There are obviously many issues that need action to bring about serious changes – we can already see that in relation to racial injustice, climate change, immigration and others  But in covid-19 we have a dire, clearly life-threatening crisis that cries out for nuanced rethinking of how to assess changing information and on how dependent we are on each other to get past this before new variants arise from this ever-mutating virus and threaten us all in new and scary ways.

One additional thought: In seeking to convince people to rethink this issue in ways that challenge some of their previously held positions, perhaps part of that re-framing could build on the ideas contained in Adam Grant’s recent bestseller, Think Again:The Power of Knowing What We Don’t Know. In it, he describes how, “With bold ideas and rigorous evidence, we can embrace the joy of being wrong,” rather than being fixated on defending previous positions in the face of new data.  So many of us spend our lives striving to think and learn, but Grant says we often miss the importance of  rethinking and unlearning some of our old convictions so we can be open to new positions in this rapidly changing world (and where are things changing any more rapidly than in the case of this pandemic?). I wonder if his ideas, or enlisting Grant himself, might point us toward some ways to break through the seemingly insurmountable barriers that seem to have formed around this issue.

One thing that has become abundantly clear is that there is no one message, or clever tagline, or ideal spokesperson for the masses.That’s why the best way we as PR/communications professionals can make a big impact is to drive support for the one goal – making everyone as safe as possible by developing herd immunity to the vaccine – while resisting any one-size-fits-all solutions.

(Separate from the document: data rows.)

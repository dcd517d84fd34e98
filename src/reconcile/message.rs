//! Comment and commit status text

use crate::deadline::Schedule;
use crate::types::{PrKey, StatusState, StatusUpdate};
use chrono::{DateTime, SecondsFormat, TimeDelta, Utc};

/// Where the bot points people, and what it calls itself
#[derive(Debug, Clone, PartialEq, Eq)]
pub struct Links {
    /// Public base URL of the dashboard, without trailing slash
    pub base_url: String,
    /// Name shown in comments
    pub display_name: String,
    /// Commit status context
    pub status_context: String,
}

impl Default for Links {
    fn default() -> Self {
        Self {
            base_url: "http://localhost:5000".to_string(),
            display_name: "mergeclock".to_string(),
            status_context: "mergeclock".to_string(),
        }
    }
}

impl Links {
    /// Dashboard page for a pull request
    pub fn dashboard(&self, key: &PrKey) -> String {
        format!(
            "{}/{}/{}/pull/{}",
            self.base_url.trim_end_matches('/'),
            key.repo.owner(),
            key.repo.name(),
            key.number
        )
    }

    fn image(&self, name: &str) -> String {
        format!(
            "{}/static/images/{name}.png",
            self.base_url.trim_end_matches('/')
        )
    }

    fn home(&self) -> &str {
        self.base_url.trim_end_matches('/')
    }
}

/// Whole days and hours left, e.g. `9 day(s) and 23 hour(s)`
pub fn format_wait(remaining: TimeDelta) -> String {
    let secs = remaining.num_seconds().max(0);
    let days = secs / 86_400;
    let hours = (secs % 86_400) / 3_600;
    format!("{days} day(s) and {hours} hour(s)")
}

/// RFC 3339 timestamp with second precision
pub fn format_timestamp(at: DateTime<Utc>) -> String {
    at.to_rfc3339_opts(SecondsFormat::Secs, true)
}

/// Comment posted when a pull request is first scheduled
pub fn opening_comment(links: &Links, key: &PrKey, remaining: TimeDelta) -> String {
    format!(
        "This pull request will be automatically merged by [{name}]({home}) in {wait}.\n\
         The start date is based on the latest Commit date / Pull Request created date / (force) Push date.\n\
         The time to merge is 5 days plus 5 days for each commit.\n\
         Check the `{context}` status check or the [dashboard]({dashboard}) for actual stats.\n\
         \n\
         To speed up or delay the merge review the pull request:\n\
         1. ![Files changed]({files_changed})\n\
         1. ![Review changes]({review_changes})\n\
         \n\
         - Speed up: ![Approve]({approve})\n\
         - Delay or stop: ![Request changes]({request_changes})\n",
        name = links.display_name,
        home = links.home(),
        wait = format_wait(remaining),
        context = links.status_context,
        dashboard = links.dashboard(key),
        files_changed = links.image("github-files-changed"),
        review_changes = links.image("github-review-changes"),
        approve = links.image("github-approve"),
        request_changes = links.image("github-request-changes"),
    )
}

/// Comment posted when a push resets the timer
pub fn reset_comment(links: &Links, key: &PrKey, remaining: TimeDelta) -> String {
    format!(
        "The branch of this pull request was updated so the auto-merge time has been reset.\n\
         \n\
         It will be automatically merged by [{name}]({home}) in {wait}.\n\
         Check the `{context}` status check or the [dashboard]({dashboard}) for actual stats.\n",
        name = links.display_name,
        home = links.home(),
        wait = format_wait(remaining),
        context = links.status_context,
        dashboard = links.dashboard(key),
    )
}

/// `0.25 Merge at 2026-03-11T12:00:00Z`
pub fn status_description(coefficient: f64, deadline: DateTime<Utc>) -> String {
    format!("{coefficient:.2} Merge at {}", format_timestamp(deadline))
}

/// Pending commit status announcing a schedule
pub fn status_update(links: &Links, key: &PrKey, schedule: &Schedule) -> StatusUpdate {
    StatusUpdate {
        state: StatusState::Pending,
        target_url: links.dashboard(key),
        description: status_description(schedule.coefficient, schedule.deadline),
        context: links.status_context.clone(),
    }
}
//! GitHub gateway implementation

use crate::error::{Error, Result, is_retryable_status};
use crate::gateway::RepositoryGateway;
use crate::types::{
    CommitRecord, MergeMethod, MergeResult, PrState, PullRequestInfo, RepoId, ReviewRecord,
    StatusUpdate, Verdict,
};
use async_trait::async_trait;
use chrono::{DateTime, Utc};
use octocrab::Octocrab;
use reqwest::{Client, StatusCode};
use serde::{Deserialize, Serialize};
use std::collections::HashMap;
use tracing::debug;

/// Page size for list endpoints
const PER_PAGE: usize = 100;

/// GitHub truncates status descriptions longer than this
const MAX_STATUS_DESCRIPTION: usize = 140;

// Raw REST response types for endpoints we call without octocrab

#[derive(Deserialize)]
struct RawCommit {
    sha: String,
    commit: RawCommitDetail,
}

#[derive(Deserialize)]
struct RawCommitDetail {
    author: Option<RawSignature>,
    committer: Option<RawSignature>,
}

#[derive(Deserialize)]
struct RawSignature {
    date: Option<DateTime<Utc>>,
}

#[derive(Deserialize)]
struct RawContributorStats {
    author: Option<RawAuthor>,
    total: u64,
}

#[derive(Deserialize)]
struct RawAuthor {
    login: String,
}

#[derive(Deserialize)]
struct RawComment {
    body: Option<String>,
}

#[derive(Serialize)]
struct CreateStatusRequest<'a> {
    state: &'a str,
    target_url: &'a str,
    description: &'a str,
    context: &'a str,
}

/// GitHub gateway using octocrab
///
/// PR, review, comment and merge calls go through octocrab; commits, commit
/// statuses and contributor statistics use raw HTTP requests.
pub struct GitHubGateway {
    client: Octocrab,
    /// Token for raw HTTP requests
    token: String,
    /// HTTP client for raw requests
    http_client: Client,
    /// API base URL for raw requests, without trailing slash
    api_base: String,
}

impl GitHubGateway {
    /// Create a gateway for github.com or a GitHub Enterprise host
    pub fn new(token: &str, host: Option<&str>) -> Result<Self> {
        let api_base = host.map_or_else(
            || "https://api.github.com".to_string(),
            |h| format!("https://{h}/api/v3"),
        );
        Self::with_api_base(token, &api_base)
    }

    /// Create a gateway against an explicit API base URL
    pub fn with_api_base(token: &str, api_base: &str) -> Result<Self> {
        let api_base = api_base.trim_end_matches('/').to_string();

        let client = Octocrab::builder()
            .personal_token(token.to_string())
            .base_uri(api_base.as_str())
            .map_err(|e| Error::Config(format!("invalid GitHub API base '{api_base}': {e}")))?
            .build()
            .map_err(|e| Error::Config(format!("failed to build GitHub client: {e}")))?;

        let http_client = Client::builder()
            .user_agent(concat!("mergeclock/", env!("CARGO_PKG_VERSION")))
            .build()
            .map_err(|e| Error::Config(format!("Failed to create HTTP client: {e}")))?;

        Ok(Self {
            client,
            token: token.to_string(),
            http_client,
            api_base,
        })
    }

    fn repo_url(&self, repo: &RepoId, path: &str) -> String {
        format!(
            "{}/repos/{}/{}/{}",
            self.api_base,
            repo.owner(),
            repo.name(),
            path
        )
    }

    fn request(&self, method: reqwest::Method, url: &str) -> reqwest::RequestBuilder {
        self.http_client
            .request(method, url)
            .header("Authorization", format!("Bearer {}", self.token))
            .header("Accept", "application/vnd.github+json")
            .header("X-GitHub-Api-Version", "2022-11-28")
    }

    /// Turn a non-success response into a remote error
    async fn check(operation: &str, response: reqwest::Response) -> Result<reqwest::Response> {
        let status = response.status();
        if status.is_success() {
            return Ok(response);
        }
        let body = response.text().await.unwrap_or_default();
        Err(Error::RemoteApi {
            operation: operation.to_string(),
            message: format!("{status}: {}", body.trim()),
            retryable: is_retryable_status(status.as_u16()),
        })
    }
}

/// Helper to convert an octocrab PR to our `PullRequestInfo` type
fn pr_from_octocrab(pr: &octocrab::models::pulls::PullRequest) -> PullRequestInfo {
    // IssueState is non-exhaustive, so use wildcard for Closed and any future variants
    let state = match pr.state {
        Some(octocrab::models::IssueState::Open) => PrState::Open,
        Some(_) | None if pr.merged_at.is_some() => PrState::Merged,
        Some(_) | None => PrState::Closed,
    };

    PullRequestInfo {
        number: pr.number,
        title: pr.title.clone().unwrap_or_default(),
        state,
        is_draft: pr.draft.unwrap_or(false),
        mergeable: pr.mergeable,
        created_at: pr.created_at.unwrap_or_default(),
        head_sha: pr.head.sha.clone(),
        author: pr.user.as_ref().map(|u| u.login.clone()),
        html_url: pr
            .html_url
            .as_ref()
            .map(ToString::to_string)
            .unwrap_or_default(),
    }
}

fn verdict_from_octocrab(state: &octocrab::models::pulls::ReviewState) -> Option<Verdict> {
    use octocrab::models::pulls::ReviewState;
    match state {
        ReviewState::Approved => Some(Verdict::Approve),
        ReviewState::ChangesRequested => Some(Verdict::RequestChanges),
        ReviewState::Commented => Some(Verdict::Comment),
        // Pending and dismissed reviews carry no verdict
        _ => None,
    }
}

fn truncate_description(description: &str) -> &str {
    match description.char_indices().nth(MAX_STATUS_DESCRIPTION) {
        Some((idx, _)) => &description[..idx],
        None => description,
    }
}

#[async_trait]
impl RepositoryGateway for GitHubGateway {
    async fn get_pull_request(&self, repo: &RepoId, number: u64) -> Result<PullRequestInfo> {
        debug!(%repo, number, "getting PR");
        let pr = self
            .client
            .pulls(repo.owner(), repo.name())
            .get(number)
            .await?;

        let info = pr_from_octocrab(&pr);
        debug!(%repo, number, state = %info.state, mergeable = ?info.mergeable, "got PR");
        Ok(info)
    }

    async fn list_open_pull_requests(&self, repo: &RepoId) -> Result<Vec<PullRequestInfo>> {
        debug!(%repo, "listing open PRs");
        let page = self
            .client
            .pulls(repo.owner(), repo.name())
            .list()
            .state(octocrab::params::State::Open)
            .per_page(100)
            .send()
            .await?;
        let prs = self.client.all_pages(page).await?;

        let result: Vec<PullRequestInfo> = prs.iter().map(pr_from_octocrab).collect();
        debug!(%repo, count = result.len(), "listed open PRs");
        Ok(result)
    }

    async fn get_commits(&self, repo: &RepoId, number: u64) -> Result<Vec<CommitRecord>> {
        debug!(%repo, number, "listing PR commits");
        let url = self.repo_url(repo, &format!("pulls/{number}/commits"));
        let mut commits = Vec::new();

        for page in 1.. {
            let response = self
                .request(reqwest::Method::GET, &url)
                .query(&[("per_page", PER_PAGE), ("page", page)])
                .send()
                .await?;
            let batch: Vec<RawCommit> = Self::check("get_commits", response).await?.json().await?;
            let fetched = batch.len();

            commits.extend(batch.into_iter().filter_map(|c| {
                let date = c
                    .commit
                    .author
                    .and_then(|a| a.date)
                    .or_else(|| c.commit.committer.and_then(|a| a.date))?;
                Some(CommitRecord {
                    sha: c.sha,
                    authored_at: date,
                })
            }));

            if fetched < PER_PAGE {
                break;
            }
        }

        debug!(%repo, number, count = commits.len(), "listed PR commits");
        Ok(commits)
    }

    async fn get_reviews(&self, repo: &RepoId, number: u64) -> Result<Vec<ReviewRecord>> {
        debug!(%repo, number, "listing PR reviews");
        let page = self
            .client
            .pulls(repo.owner(), repo.name())
            .list_reviews(number)
            .send()
            .await?;
        let reviews = self.client.all_pages(page).await?;

        let result: Vec<ReviewRecord> = reviews
            .into_iter()
            .filter_map(|r| {
                let verdict = verdict_from_octocrab(r.state.as_ref()?)?;
                Some(ReviewRecord {
                    reviewer: r.user?.login,
                    verdict,
                    submitted_at: r.submitted_at?,
                })
            })
            .collect();
        debug!(%repo, number, count = result.len(), "listed PR reviews");
        Ok(result)
    }

    async fn get_contributor_commit_counts(
        &self,
        repo: &RepoId,
    ) -> Result<Option<HashMap<String, u64>>> {
        debug!(%repo, "fetching contributor statistics");
        let url = self.repo_url(repo, "stats/contributors");
        let response = self.request(reqwest::Method::GET, &url).send().await?;

        match response.status() {
            // GitHub computes statistics in the background and answers 202 meanwhile
            StatusCode::ACCEPTED => {
                debug!(%repo, "contributor statistics still computing");
                return Ok(None);
            }
            StatusCode::NO_CONTENT => return Ok(Some(HashMap::new())),
            _ => {}
        }

        let stats: Vec<RawContributorStats> = Self::check("get_contributor_commit_counts", response)
            .await?
            .json()
            .await?;

        let counts: HashMap<String, u64> = stats
            .into_iter()
            .filter_map(|s| Some((s.author?.login, s.total)))
            .collect();
        debug!(%repo, contributors = counts.len(), "fetched contributor statistics");
        Ok(Some(counts))
    }

    async fn has_comment(&self, repo: &RepoId, number: u64, body: &str) -> Result<bool> {
        debug!(%repo, number, "searching PR comments");
        let url = self.repo_url(repo, &format!("issues/{number}/comments"));
        let wanted = body.trim();

        for page in 1.. {
            let response = self
                .request(reqwest::Method::GET, &url)
                .query(&[("per_page", PER_PAGE), ("page", page)])
                .send()
                .await?;
            let batch: Vec<RawComment> = Self::check("has_comment", response).await?.json().await?;

            if batch
                .iter()
                .any(|c| c.body.as_deref().map(str::trim) == Some(wanted))
            {
                debug!(%repo, number, page, "found matching PR comment");
                return Ok(true);
            }
            if batch.len() < PER_PAGE {
                break;
            }
        }

        Ok(false)
    }

    async fn post_comment(&self, repo: &RepoId, number: u64, body: &str) -> Result<()> {
        debug!(%repo, number, "creating PR comment");
        self.client
            .issues(repo.owner(), repo.name())
            .create_comment(number, body)
            .await?;
        debug!(%repo, number, "created PR comment");
        Ok(())
    }

    async fn set_status(&self, repo: &RepoId, sha: &str, status: &StatusUpdate) -> Result<()> {
        debug!(%repo, sha, state = %status.state, "setting commit status");
        let url = self.repo_url(repo, &format!("statuses/{sha}"));
        let body = CreateStatusRequest {
            state: status.state.as_str(),
            target_url: &status.target_url,
            description: truncate_description(&status.description),
            context: &status.context,
        };

        let response = self
            .request(reqwest::Method::POST, &url)
            .json(&body)
            .send()
            .await?;
        Self::check("set_status", response).await?;
        debug!(%repo, sha, "set commit status");
        Ok(())
    }

    async fn merge(&self, repo: &RepoId, number: u64, method: MergeMethod) -> Result<MergeResult> {
        debug!(%repo, number, %method, "merging PR");

        let octocrab_method = match method {
            MergeMethod::Squash => octocrab::params::pulls::MergeMethod::Squash,
            MergeMethod::Merge => octocrab::params::pulls::MergeMethod::Merge,
            MergeMethod::Rebase => octocrab::params::pulls::MergeMethod::Rebase,
        };

        let result = self
            .client
            .pulls(repo.owner(), repo.name())
            .merge(number)
            .method(octocrab_method)
            .send()
            .await
            .map_err(|e| match &e {
                // 405: not mergeable, 409: head moved underneath us
                octocrab::Error::GitHub { source, .. }
                    if matches!(source.status_code.as_u16(), 405 | 409) =>
                {
                    Error::MergeBlocked(source.message.clone())
                }
                _ => Error::from(e),
            })?;

        let merge_result = MergeResult {
            merged: result.merged,
            sha: result.sha,
            message: result.message,
        };

        debug!(
            %repo,
            number,
            merged = merge_result.merged,
            sha = ?merge_result.sha,
            "merge complete"
        );
        Ok(merge_result)
    }
}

Pat Ford is professional in residence at the University of Florida where he teaches public relations in the College of Journalism and Communication. Pat joined the Florida faculty after a long career at Burson-Marsteller, now BCW. His passion for the PR profession is recognized by organizations lucky to have him serve on their boards, including the Plank Center for Leadership in Public Relations, the Institute for Public Relations, the Museum of Public Relations and the Diversity Action Alliance.